19. Capital instruments
Set out below are the disclosures relating to financial instruments.
The Group has taken advantage of the exemption available under Financial
Reporting Standard 13, "Derivatives and other financial instruments" not to
provide numerical disclosures in relation to short-term debtors and creditors.
Financial instruments
The Group's financial instruments comprise cash, overdraft facilities,
loans and various items such as short-term debtors that arise from its
operations. The main purpose of these financial instruments is to fund the
short term working capital requirements of the business.

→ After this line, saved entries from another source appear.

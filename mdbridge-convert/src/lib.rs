//! Bidirectional Markdown ⇄ HTML conversion
//!
//!     This crate converts Markdown to HTML (as a fragment or a complete styled document) and
//!     HTML back to approximate Markdown, reporting statistics for every conversion.
//!
//!     This is a pure lib, that is, it powers the mdbridge CLI but is shell agnostic: no code
//!     should be written that supposes a shell environment, be it std print, env vars etc.
//!     Configuration arrives as a [`ConversionConfig`] value, files are read by the caller.
//!
//! Architecture
//!
//!     Both directions implement the [`Converter`] trait and are selected through the
//!     [`ConverterRegistry`] by [`Mode`]. The forward direction goes through a small block IR
//!     (./ir/nodes.rs): a line scanner produces a flat block sequence, an HTML serializer walks
//!     it. The reverse direction is a fixed chain of regex substitutions over the HTML text.
//!
//!     The file structure :
//!     .
//!     ├── error.rs
//!     ├── config.rs               # ConversionConfig, Mode, OutputFormat
//!     ├── converter.rs            # Converter trait, Conversion, ConversionReport
//!     ├── registry.rs             # ConverterRegistry for discovery and selection
//!     ├── transforms.rs           # convert() entry point
//!     ├── stats.rs                # Statistics for both directions
//!     ├── formats
//!     │   ├── markdown
//!     │   │   ├── parser.rs       # Block scanner
//!     │   │   ├── inline.rs       # Inline rule chain
//!     │   │   └── mod.rs          # MarkdownToHtml
//!     │   └── html
//!     │       ├── serializer.rs   # Blocks → HTML, TOC
//!     │       ├── document.rs     # Full document wrapping
//!     │       ├── sanitize.rs     # html5ever based sanitizer
//!     │       ├── to_markdown.rs  # HTML → Markdown rule chain
//!     │       └── mod.rs          # HtmlToMarkdown
//!     ├── ir                      # Block sequence
//!     └── common                  # Escaping, entity decoding, slugs
//!
//! Testing
//!     tests
//!     └── <format>
//!         ├── <testname>.rs
//!         └── fixtures
//!
//!     Note that rust does not by default discover tests in subdirectories, so we need to include these
//!     in the mod.
//!
//! Lossiness
//!
//!     Neither direction is a full CommonMark or HTML implementation. Converting Markdown to HTML
//!     and back yields approximate Markdown, not the original text.

pub mod common;
pub mod config;
pub mod converter;
pub mod error;
pub mod formats;
pub mod ir;
pub mod registry;
pub mod stats;
pub mod transforms;

pub use common::{escape_html, slugify};
pub use config::{ConversionConfig, Mode, OutputFormat};
pub use converter::{Conversion, ConversionReport, Converter};
pub use error::ConvertError;
pub use formats::html::document::{wrap_document, DocumentOptions};
pub use formats::html::sanitize::sanitize_html;
pub use formats::html::serializer::render;
pub use formats::html::to_markdown::html_to_markdown;
pub use formats::markdown::inline::transform_inline;
pub use formats::markdown::parser::scan;
pub use formats::{default_css, HtmlToMarkdown, MarkdownToHtml};
pub use ir::nodes::{Block, BlockKind};
pub use registry::ConverterRegistry;
pub use stats::{compute_forward_stats, compute_reverse_stats, compute_stats, Statistics};
pub use transforms::{convert, convert_to_report};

The Group has no derivatives.
The main risks arising for the Group's financial instruments are foreign
currency exchange, interest and liquidity risk. The Board reviews and agrees
policies for managing each of these risks and they are summarised below. These
policies have remained unchanged throughout the year.
Interest rate risk
The Group finances its operations through retained profits, the use of
overdraft facilities and loans. The Group places its cash on deposit at which
interest rates are fixed in the short term but for sufficiently short periods
that there is no need to hedge against the implied risk.
Liquidity risk
Short term flexibility is achieved by overdraft facilities. These were used
during the year, for short periods of time. It is the Group's policy to keep
facilities in place in order to provide flexibility in the management of the
Group's liquidity.
Currency risk
The Group is exposed to currency risk in its Chinese operations. The Group
does not hedge its exposure.
Fair values and maturity of financial instruments
There is no material difference between the book value and the fair
value of the financial assets or liabilities.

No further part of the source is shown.